升主动脉造影:可见降主动脉显影时肺动脉同时显影,并可见动脉导管。
5.鉴别诊断:典型动脉导管未闭临床诊断并不困难,但以下疾病在心前区均可出现连续性杂音应注意鉴别:
(1)主-肺动脉间隔缺损:本病较为罕见。症状重,杂音位置偏低,在胸骨左缘3、4肋间隙最响。X线胸片示主动脉结小或无明显扩大。右心导管检查,若导管经缺损进入升主动脉即可确诊。必要时行升主动脉逆行造影。
(2)室间隔缺损合并主动脉瓣关闭不全:本病杂音位置偏低,在胸骨左缘3、4肋间隙可听到收缩期和舒张期杂音。右心导管检查心室水平有左向右分流。
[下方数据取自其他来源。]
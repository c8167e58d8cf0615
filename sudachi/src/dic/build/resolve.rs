/*
 *  Copyright (c) 2021 Works Applications Co., Ltd.
 *
 *  Licensed under the Apache License, Version 2.0 (the "License");
 *  you may not use this file except in compliance with the License.
 *  You may obtain a copy of the License at
 *
 *      http://www.apache.org/licenses/LICENSE-2.0
 *
 *   Unless required by applicable law or agreed to in writing, software
 *  distributed under the License is distributed on an "AS IS" BASIS,
 *  WITHOUT WARRANTIES OR CONDITIONS OF ANY KIND, either express or implied.
 *  See the License for the specific language governing permissions and
 *  limitations under the License.
 */

use crate::dic::build::lexicon::{RawLexiconEntry, SplitUnitResolver};
use crate::dic::grammar::Grammar;
use crate::dic::lexicon_set::LexiconSet;
use crate::dic::word_id::WordId;
use std::collections::HashMap;

/// A dictionary that has already been fully built, usable as a source for
/// resolving inline split references when building a user dictionary on top
/// of it.
pub trait BuiltDictionary {
    fn grammar(&self) -> &Grammar;
    fn lexicon(&self) -> &LexiconSet;
}

impl BuiltDictionary for crate::dic::dictionary::JapaneseDictionary {
    fn grammar(&self) -> &Grammar {
        crate::dic::dictionary::JapaneseDictionary::grammar(self)
    }

    fn lexicon(&self) -> &LexiconSet {
        crate::dic::dictionary::JapaneseDictionary::lexicon(self)
    }
}

impl<'a> BuiltDictionary for crate::dic::LoadedDictionary<'a> {
    fn grammar(&self) -> &Grammar {
        crate::dic::LoadedDictionary::grammar(self)
    }

    fn lexicon(&self) -> &LexiconSet {
        crate::dic::LoadedDictionary::lexicon(self)
    }
}

impl<D: BuiltDictionary + ?Sized> BuiltDictionary for &D {
    fn grammar(&self) -> &Grammar {
        (**self).grammar()
    }

    fn lexicon(&self) -> &LexiconSet {
        (**self).lexicon()
    }
}

pub struct BuiltDictResolver<D: BuiltDictionary> {
    dict: D,
}

impl<D: BuiltDictionary> BuiltDictResolver<D> {
    pub fn new(dict: D) -> Self {
        Self { dict }
    }
}

impl<D: BuiltDictionary> SplitUnitResolver for BuiltDictResolver<D> {
    fn resolve_inline(&self, surface: &str, pos: u16, reading: Option<&str>) -> Option<WordId> {
        let len = surface.len();
        let ids = self
            .dict
            .lexicon()
            .lookup(surface.as_bytes(), 0)
            .filter(|e| e.end == len)
            .map(|e| e.word_id);
        for wid in ids {
            let winfo = match self.dict.lexicon().get_word_info(wid) {
                Ok(wi) => wi,
                Err(_) => return None,
            };
            if winfo.pos_id() == pos && reading.as_deref().unwrap_or(surface) == winfo.reading_form() {
                return Some(wid);
            }
        }
        None
    }
}

pub struct RawDictResolver<'a> {
    data: HashMap<&'a str, Vec<(u16, Option<&'a str>, WordId)>>,
}

impl<'a> RawDictResolver<'a> {
    pub(crate) fn new(entries: &'a [RawLexiconEntry], user: bool) -> Self {
        let mut data: HashMap<&'a str, Vec<(u16, Option<&'a str>, WordId)>> = HashMap::new();

        let dic_id = if user { 1 } else { 0 };

        for (i, e) in entries.iter().enumerate() {
            let surface: &'a str = e.surface();
            let reading: &'a str = e.reading();
            let wid = WordId::new(dic_id, i as u32);

            let read_opt = if surface == reading {
                None
            } else {
                Some(reading)
            };

            data.entry(surface)
                .or_default()
                .push((e.pos, read_opt, wid));
        }

        Self { data }
    }
}

impl SplitUnitResolver for RawDictResolver<'_> {
    fn resolve_inline(&self, surface: &str, pos: u16, reading: Option<&str>) -> Option<WordId> {
        self.data.get(surface).and_then(|data| {
            for (p, rd, wid) in data {
                if *p == pos && *rd == reading {
                    return Some(*wid);
                }
            }
            None
        })
    }
}

pub(crate) struct ChainedResolver<A, B> {
    a: A,
    b: B,
}

impl<A: SplitUnitResolver, B: SplitUnitResolver> ChainedResolver<A, B> {
    pub(crate) fn new(a: A, b: B) -> Self {
        Self { a, b }
    }
}

impl<A: SplitUnitResolver, B: SplitUnitResolver> SplitUnitResolver for ChainedResolver<A, B> {
    fn resolve_inline(&self, surface: &str, pos: u16, reading: Option<&str>) -> Option<WordId> {
        self.a
            .resolve_inline(surface, pos, reading)
            .or_else(|| self.b.resolve_inline(surface, pos, reading))
    }
}
/*
 * Copyright (c) 2021 Works Applications Co., Ltd.
 *
 * Licensed under the Apache License, Version 2.0 (the "License");
 * you may not use this file except in compliance with the License.
 * You may obtain a copy of the License at
 *
 *     http://www.apache.org/licenses/LICENSE-2.0
 *
 * Unless required by applicable law or agreed to in writing, software
 * distributed under the License is distributed on an "AS IS" BASIS,
 * WITHOUT WARRANTIES OR CONDITIONS OF ANY KIND, either express or implied.
 * See the License for the specific language governing permissions and
 * limitations under the License.
 */

use serde::Deserialize;
use serde_json::Value;

use self::numeric_parser::NumericParser;
use crate::analysis::lattice::Lattice;
use crate::analysis::node::{concat_nodes, LatticeNode, ResultNode};
use crate::config::Config;
use crate::dic::category_type::CategoryType;
use crate::dic::grammar::Grammar;
use crate::input_text::InputBuffer;
use crate::input_text::InputTextIndex;
use crate::plugin::path_rewrite::PathRewritePlugin;
use crate::prelude::*;

mod numeric_parser;
#[cfg(test)]
mod test;

/// Concatenates numeric nodes as one
#[derive(Default)]
pub struct JoinNumericPlugin {
    /// The pos_id to concatenate
    numeric_pos_id: u16,
    /// Whether if to normalize the normalized_form
    enable_normalize: bool,
}

/// Struct corresponds with raw config json file.
#[allow(non_snake_case)]
#[derive(Deserialize)]
struct PluginSettings {
    enableNormalize: Option<bool>,
}

impl JoinNumericPlugin {
    fn concat(
        &self,
        mut path: Vec<ResultNode>,
        begin: usize,
        end: usize,
        parser: &mut NumericParser,
    ) -> SudachiResult<Vec<ResultNode>> {
        let word_info = path[begin].word_info();

        if word_info.pos_id() != self.numeric_pos_id {
            return Ok(path);
        }

        if self.enable_normalize {
            let normalized_form = parser.get_normalized();
            if end - begin > 1 || normalized_form != word_info.normalized_form() {
                path = concat_nodes(path, begin, end, Some(normalized_form))?;
            }
            return Ok(path);
        }

        if end - begin > 1 {
            path = concat_nodes(path, begin, end, None)?;
        }
        Ok(path)
    }

    fn rewrite_gen<T: InputTextIndex>(
        &self,
        text: &T,
        mut path: Vec<ResultNode>,
    ) -> SudachiResult<Vec<ResultNode>> {
        let mut begin_idx = -1;
        let mut comma_as_digit = true;
        let mut period_as_digit = true;
        let mut parser = NumericParser::new();
        let mut i = -1;
        while i < path.len() as i32 - 1 {
            i += 1;
            let node = &path[i as usize];
            let ctypes = text.cat_of_range(node.char_range());
            let s = node.word_info().normalized_form();
            if ctypes.intersects(CategoryType::NUMERIC | CategoryType::KANJINUMERIC)
                || (comma_as_digit && s == ",")
                || (period_as_digit && s == ".")
            {
                if begin_idx < 0 {
                    parser.clear();
                    begin_idx = i;
                }
                for c in s.chars() {
                    if !parser.append(&c) {
                        if begin_idx >= 0 {
                            if parser.error_state == numeric_parser::Error::COMMA {
                                comma_as_digit = false;
                                i = begin_idx - 1;
                            } else if parser.error_state == numeric_parser::Error::POINT {
                                period_as_digit = false;
                                i = begin_idx - 1;
                            }
                            begin_idx = -1;
                        }
                        break;
                    }
                }
                continue;
            }

            let c = if s.len() == 1 {
                // must be 1 byte utf-8: ASCII
                s.as_bytes()[0] as char
            } else {
                char::MAX
            };

            // can't use s below this line

            if begin_idx >= 0 {
                if parser.done() {
                    path = self.concat(path, begin_idx as usize, i as usize, &mut parser)?;
                    i = begin_idx + 1;
                } else {
                    let ss = path[i as usize - 1].word_info().normalized_form();
                    if (parser.error_state == numeric_parser::Error::COMMA && ss == ",")
                        || (parser.error_state == numeric_parser::Error::POINT && ss == ".")
                    {
                        path =
                            self.concat(path, begin_idx as usize, i as usize - 1, &mut parser)?;
                        i = begin_idx + 2;
                    }
                }
            }
            begin_idx = -1;
            if !comma_as_digit && c != ',' {
                comma_as_digit = true;
            }
            if !period_as_digit && c != '.' {
                period_as_digit = true;
            }
        }

        // process last part
        if begin_idx >= 0 {
            let len = path.len();
            if parser.done() {
                path = self.concat(path, begin_idx as usize, len, &mut parser)?;
            } else {
                let ss = path[len - 1].word_info().normalized_form();
                if (parser.error_state == numeric_parser::Error::COMMA && ss == ",")
                    || (parser.error_state == numeric_parser::Error::POINT && ss == ".")
                {
                    path = self.concat(path, begin_idx as usize, len - 1, &mut parser)?;
                }
            }
        }

        Ok(path)
    }
}

impl PathRewritePlugin for JoinNumericPlugin {
    fn set_up(
        &mut self,
        settings: &Value,
        _config: &Config,
        grammar: &Grammar,
    ) -> SudachiResult<()> {
        let settings: PluginSettings = serde_json::from_value(settings.clone())?;

        // this pos is fixed
        let numeric_pos_string = vec!["名詞", "数詞", "*", "*", "*", "*"];
        let numeric_pos_id = grammar.get_part_of_speech_id(&numeric_pos_string).ok_or(
            SudachiError::InvalidPartOfSpeech(format!("{:?}", numeric_pos_string)),
        )?;
        let enable_normalize = settings.enableNormalize;

        self.numeric_pos_id = numeric_pos_id;
        self.enable_normalize = enable_normalize.unwrap_or(true);

        Ok(())
    }

    fn rewrite(
        &self,
        text: &InputBuffer,
        path: Vec<ResultNode>,
        _lattice: &Lattice,
    ) -> SudachiResult<Vec<ResultNode>> {
        self.rewrite_gen(text, path)
    }
}
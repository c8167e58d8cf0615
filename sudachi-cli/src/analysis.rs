/*
 *  Copyright (c) 2021 Works Applications Co., Ltd.
 *
 *  Licensed under the Apache License, Version 2.0 (the "License");
 *  you may not use this file except in compliance with the License.
 *  You may obtain a copy of the License at
 *
 *      http://www.apache.org/licenses/LICENSE-2.0
 *
 *   Unless required by applicable law or agreed to in writing, software
 *  distributed under the License is distributed on an "AS IS" BASIS,
 *  WITHOUT WARRANTIES OR CONDITIONS OF ANY KIND, either express or implied.
 *  See the License for the specific language governing permissions and
 *  limitations under the License.
 */

use super::output::{SudachiOutput, Writer};
use std::io::Write;
use sudachi::analysis::stateful_tokenizer::StatefulTokenizer;
use sudachi::analysis::stateless_tokenizer::DictionaryAccess;
use sudachi::analysis::Mode;
use sudachi::dic::subset::InfoSubset;
use sudachi::prelude::MorphemeList;
use sudachi::sentence_splitter::{SentenceSplitter, SplitSentences};

pub trait Analysis {
    fn analyze(&mut self, input: &str, writer: &mut Writer);
    fn set_subset(&mut self, subset: InfoSubset);
}

pub struct SplitSentencesOnly<'a> {
    splitter: SentenceSplitter<'a>,
}

impl<'a> SplitSentencesOnly<'a> {
    pub fn new(dict: &'a impl DictionaryAccess) -> Self {
        let splitter = SentenceSplitter::new().with_checker(dict.lexicon());
        Self { splitter }
    }
}

impl<'a> Analysis for SplitSentencesOnly<'a> {
    fn analyze(&mut self, input: &str, writer: &mut Writer) {
        for (_, sent) in self.splitter.split(input) {
            writer.write_all(sent.as_bytes()).expect("write failed")
        }
    }

    fn set_subset(&mut self, _subset: InfoSubset) {
        //noop
    }
}

pub struct AnalyzeNonSplitted<D: DictionaryAccess, O: SudachiOutput<D>> {
    output: O,
    analyzer: StatefulTokenizer<D>,
    morphemes: MorphemeList<D>,
}

impl<D: DictionaryAccess + Clone, O: SudachiOutput<D>> AnalyzeNonSplitted<D, O> {
    pub fn new(output: O, dict: D, mode: Mode, enable_debug: bool) -> Self {
        Self {
            output,
            morphemes: MorphemeList::empty(dict.clone()),
            analyzer: StatefulTokenizer::create(dict, enable_debug, mode),
        }
    }
}

impl<D: DictionaryAccess, O: SudachiOutput<D>> Analysis for AnalyzeNonSplitted<D, O> {
    fn analyze(&mut self, input: &str, writer: &mut Writer) {
        self.analyzer.reset().push_str(input);
        self.analyzer
            .do_tokenize()
            .unwrap_or_else(|e| panic!("tokenization failed, input: {}\n{}", input, e));
        self.morphemes
            .collect_results(&mut self.analyzer)
            .expect("result collection failed");
        self.output
            .write(writer, &self.morphemes)
            .expect("write result failed");
    }

    fn set_subset(&mut self, subset: InfoSubset) {
        self.analyzer.set_subset(subset);
    }
}

pub struct AnalyzeSplitted<'a, D: DictionaryAccess + 'a, O: SudachiOutput<&'a D>> {
    splitter: SentenceSplitter<'a>,
    inner: AnalyzeNonSplitted<&'a D, O>,
}

impl<'a, D: DictionaryAccess + 'a, O: SudachiOutput<&'a D>> AnalyzeSplitted<'a, D, O> {
    pub fn new(output: O, dict: &'a D, mode: Mode, enable_debug: bool) -> Self {
        Self {
            inner: AnalyzeNonSplitted::new(output, dict, mode, enable_debug),
            splitter: SentenceSplitter::new().with_checker(dict.lexicon()),
        }
    }
}

impl<'a, D: DictionaryAccess + 'a, O: SudachiOutput<&'a D>> Analysis for AnalyzeSplitted<'a, D, O> {
    fn analyze(&mut self, input: &str, writer: &mut Writer) {
        for (_, sent) in self.splitter.split(input) {
            self.inner.analyze(sent, writer);
        }
    }

    fn set_subset(&mut self, subset: InfoSubset) {
        self.inner.set_subset(subset)
    }
}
(3)主动脉窦瘤破裂:本病发病常较突然,多在体力活动后出现心衰症状。心前区可听到表浅粗糙的连续性杂音。若窦瘤破入右心,则右心导管检查右心房或右心室血氧含量增加。升主动脉造影可以明确诊断。
(4)冠状动脉-心腔瘘:杂音可出现在心前区各个部位。确定诊断依赖于升主动脉造影。